Temasek spokeswoman Eva Ho said the company has sold off 40 million shares, or a 2.6 percent equity in Southern Bank, which Malaysian state-owned CIMB Bhd. is seeking to acquire.
She declined to reveal the price or the buyers.
"We actively manage our portfolio. We are open at all times to increasing, holding or reducing our stakes in our portfolio companies when it makes sense for us to do so," Ho said.
The sale came just a month after Temasek revealed it owned a total 7.58 percent of Southern Bank through a direct stake of 4.36 percent and indirectly through its subsidiaries, making it an important player in the hotly contested takeover.
Southern Bank is resisting a merger bid from bigger rival CIMB, a unit of Malaysia's second top banking group Bumiputra-Commerce Holdings.

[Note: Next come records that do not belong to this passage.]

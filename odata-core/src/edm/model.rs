use super::primitive::{EdmPrimitiveKind, Facets};
use super::registry::TypeRegistry;
use indexmap::IndexMap;
use std::sync::Arc;

/// Reference to a type declared in the model or a primitive.
#[derive(Debug, Clone, PartialEq, Eq)]
pub enum EdmTypeRef {
    Primitive(EdmPrimitiveKind),
    Complex(String),
    Enum(String),
    Entity(String),
}

impl EdmTypeRef {
    pub fn name(&self) -> &str {
        match self {
            EdmTypeRef::Primitive(kind) => kind.name(),
            EdmTypeRef::Complex(name) | EdmTypeRef::Enum(name) | EdmTypeRef::Entity(name) => name,
        }
    }

    pub fn as_primitive(&self) -> Option<EdmPrimitiveKind> {
        match self {
            EdmTypeRef::Primitive(kind) => Some(*kind),
            _ => None,
        }
    }
}

#[derive(Debug, Clone, PartialEq)]
pub struct EdmProperty {
    pub name: String,
    pub ty: EdmTypeRef,
    pub collection: bool,
    pub facets: Facets,
}

impl EdmProperty {
    pub fn new(name: impl Into<String>, ty: EdmTypeRef) -> Self {
        Self {
            name: name.into(),
            ty,
            collection: false,
            facets: Facets::default(),
        }
    }

    pub fn primitive(name: impl Into<String>, kind: EdmPrimitiveKind) -> Self {
        Self::new(name, EdmTypeRef::Primitive(kind))
    }

    pub fn collection(mut self) -> Self {
        self.collection = true;
        self
    }

    pub fn with_facets(mut self, facets: Facets) -> Self {
        self.facets = facets;
        self
    }
}

/// Entity or complex type.
#[derive(Debug, Clone, PartialEq)]
pub struct EdmStructuredType {
    pub name: String,
    pub keys: Vec<String>,
    pub properties: IndexMap<String, Arc<EdmProperty>>,
}

impl EdmStructuredType {
    pub fn new(name: impl Into<String>) -> Self {
        Self {
            name: name.into(),
            keys: Vec::new(),
            properties: IndexMap::new(),
        }
    }

    pub fn key(mut self, name: impl Into<String>) -> Self {
        self.keys.push(name.into());
        self
    }

    pub fn property(mut self, property: EdmProperty) -> Self {
        self.properties
            .insert(property.name.clone(), Arc::new(property));
        self
    }

    pub fn get(&self, name: &str) -> Option<&Arc<EdmProperty>> {
        self.properties.get(name)
    }
}

#[derive(Debug, Clone, PartialEq)]
pub struct EdmEnumType {
    pub name: String,
    pub is_flags: bool,
    pub underlying: EdmPrimitiveKind,
    pub members: IndexMap<String, i64>,
}

impl EdmEnumType {
    pub fn new(name: impl Into<String>) -> Self {
        Self {
            name: name.into(),
            is_flags: false,
            underlying: EdmPrimitiveKind::Int32,
            members: IndexMap::new(),
        }
    }

    pub fn flags(mut self) -> Self {
        self.is_flags = true;
        self
    }

    pub fn member(mut self, name: impl Into<String>, value: i64) -> Self {
        self.members.insert(name.into(), value);
        self
    }

    pub fn value_of(&self, member: &str) -> Option<i64> {
        self.members.get(member).copied()
    }

    /// Member names for a value, flags split into their components.
    pub fn names_of(&self, value: i64) -> Vec<&str> {
        if let Some((name, _)) = self.members.iter().find(|(_, v)| **v == value) {
            return vec![name.as_str()];
        }
        if !self.is_flags {
            return Vec::new();
        }
        self.members
            .iter()
            .filter(|(_, v)| **v != 0 && value & **v == **v)
            .map(|(name, _)| name.as_str())
            .collect()
    }
}

#[derive(Debug, Clone, PartialEq)]
pub struct EdmParameter {
    pub name: String,
    pub ty: EdmTypeRef,
}

/// Bound function callable from a member path, e.g. `Demo.OrderCount()`.
#[derive(Debug, Clone, PartialEq)]
pub struct EdmFunction {
    pub name: String,
    pub binding_type: String,
    pub parameters: Vec<EdmParameter>,
    pub return_type: EdmTypeRef,
    pub returns_collection: bool,
}

impl EdmFunction {
    pub fn bound(name: impl Into<String>, binding_type: impl Into<String>, return_type: EdmTypeRef) -> Self {
        Self {
            name: name.into(),
            binding_type: binding_type.into(),
            parameters: Vec::new(),
            return_type,
            returns_collection: false,
        }
    }

    pub fn parameter(mut self, name: impl Into<String>, ty: EdmTypeRef) -> Self {
        self.parameters.push(EdmParameter {
            name: name.into(),
            ty,
        });
        self
    }
}

#[derive(Debug, Clone, PartialEq, Eq)]
pub struct EdmEntitySet {
    pub name: String,
    pub entity_type: String,
}

/// Programmatically assembled service model.
#[derive(Debug, Clone)]
pub struct EdmModel {
    namespace: String,
    registry: Arc<TypeRegistry>,
    entity_types: IndexMap<String, Arc<EdmStructuredType>>,
    complex_types: IndexMap<String, Arc<EdmStructuredType>>,
    enum_types: IndexMap<String, Arc<EdmEnumType>>,
    functions: IndexMap<String, Arc<EdmFunction>>,
    entity_sets: IndexMap<String, EdmEntitySet>,
}

impl EdmModel {
    pub fn new(namespace: impl Into<String>, registry: Arc<TypeRegistry>) -> Self {
        Self {
            namespace: namespace.into(),
            registry,
            entity_types: IndexMap::new(),
            complex_types: IndexMap::new(),
            enum_types: IndexMap::new(),
            functions: IndexMap::new(),
            entity_sets: IndexMap::new(),
        }
    }

    pub fn namespace(&self) -> &str {
        &self.namespace
    }

    pub fn registry(&self) -> &TypeRegistry {
        &self.registry
    }

    /// Prefix an unqualified name with the model namespace.
    pub fn qualify(&self, name: &str) -> String {
        if name.contains('.') {
            name.to_string()
        } else {
            format!("{}.{}", self.namespace, name)
        }
    }

    pub fn with_entity_type(mut self, mut ty: EdmStructuredType) -> Self {
        ty.name = self.qualify(&ty.name);
        self.entity_types.insert(ty.name.clone(), Arc::new(ty));
        self
    }

    pub fn with_complex_type(mut self, mut ty: EdmStructuredType) -> Self {
        ty.name = self.qualify(&ty.name);
        self.complex_types.insert(ty.name.clone(), Arc::new(ty));
        self
    }

    pub fn with_enum_type(mut self, mut ty: EdmEnumType) -> Self {
        ty.name = self.qualify(&ty.name);
        self.enum_types.insert(ty.name.clone(), Arc::new(ty));
        self
    }

    pub fn with_function(mut self, mut function: EdmFunction) -> Self {
        function.name = self.qualify(&function.name);
        function.binding_type = self.qualify(&function.binding_type);
        self.functions.insert(function.name.clone(), Arc::new(function));
        self
    }

    pub fn with_entity_set(mut self, name: impl Into<String>, entity_type: &str) -> Self {
        let name = name.into();
        let entity_type = self.qualify(entity_type);
        self.entity_sets.insert(
            name.clone(),
            EdmEntitySet { name, entity_type },
        );
        self
    }

    pub fn entity_type(&self, name: &str) -> Option<&Arc<EdmStructuredType>> {
        self.entity_types.get(&self.qualify(name))
    }

    pub fn complex_type(&self, name: &str) -> Option<&Arc<EdmStructuredType>> {
        self.complex_types.get(&self.qualify(name))
    }

    /// Entity or complex type by name.
    pub fn structured_type(&self, name: &str) -> Option<&Arc<EdmStructuredType>> {
        self.entity_type(name).or_else(|| self.complex_type(name))
    }

    pub fn enum_type(&self, name: &str) -> Option<&Arc<EdmEnumType>> {
        self.enum_types.get(&self.qualify(name))
    }

    pub fn function(&self, name: &str) -> Option<&Arc<EdmFunction>> {
        self.functions.get(&self.qualify(name))
    }

    pub fn entity_set(&self, name: &str) -> Option<&EdmEntitySet> {
        self.entity_sets.get(name)
    }

    pub fn entity_sets(&self) -> impl Iterator<Item = &EdmEntitySet> {
        self.entity_sets.values()
    }

    /// Resolve a type name to a primitive, enum, complex or entity type.
    pub fn resolve_type(&self, name: &str) -> Option<EdmTypeRef> {
        if let Some(kind) = self.registry.resolve(name) {
            return Some(EdmTypeRef::Primitive(kind));
        }
        let qualified = self.qualify(name);
        if self.enum_types.contains_key(&qualified) {
            Some(EdmTypeRef::Enum(qualified))
        } else if self.complex_types.contains_key(&qualified) {
            Some(EdmTypeRef::Complex(qualified))
        } else if self.entity_types.contains_key(&qualified) {
            Some(EdmTypeRef::Entity(qualified))
        } else {
            None
        }
    }
}
use odata_batch::BatchError;

pub type ClientResult<T> = Result<T, ClientError>;

#[derive(Debug, thiserror::Error)]
pub enum ClientError {
    #[error("HTTP transport error: {0}")]
    Http(#[from] reqwest::Error),

    #[error("service answered {status}: {body}")]
    Status { status: u16, body: String },

    #[error("malformed batch response: {0}")]
    Batch(#[from] BatchError),

    #[error("response is missing a Content-Type header")]
    MissingContentType,

    #[error("invalid client configuration: {0}")]
    Config(String),
}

CIMB is pursuing merger talks with two key shareholders in Southern Bank, despite opposition from Southern's board of directors who wants the country's No.9 lender to remain independent.
In a move to make it more difficult to mount a hostile takeover, Southern Bank has been buying its own shares from the market.
Temasek, which has an investment portfolio valued at $103 billion Singapore dollars (US$175 billion, euro 149.7 billion) has been buying companies across Asia in a drive to be a major Asian institutional investor.
It owns banks in Indonesia, India, Pakistan, South Korea and China. In Singapore, it controls DBS Group, Southeast Asia's biggest lender in terms of assets.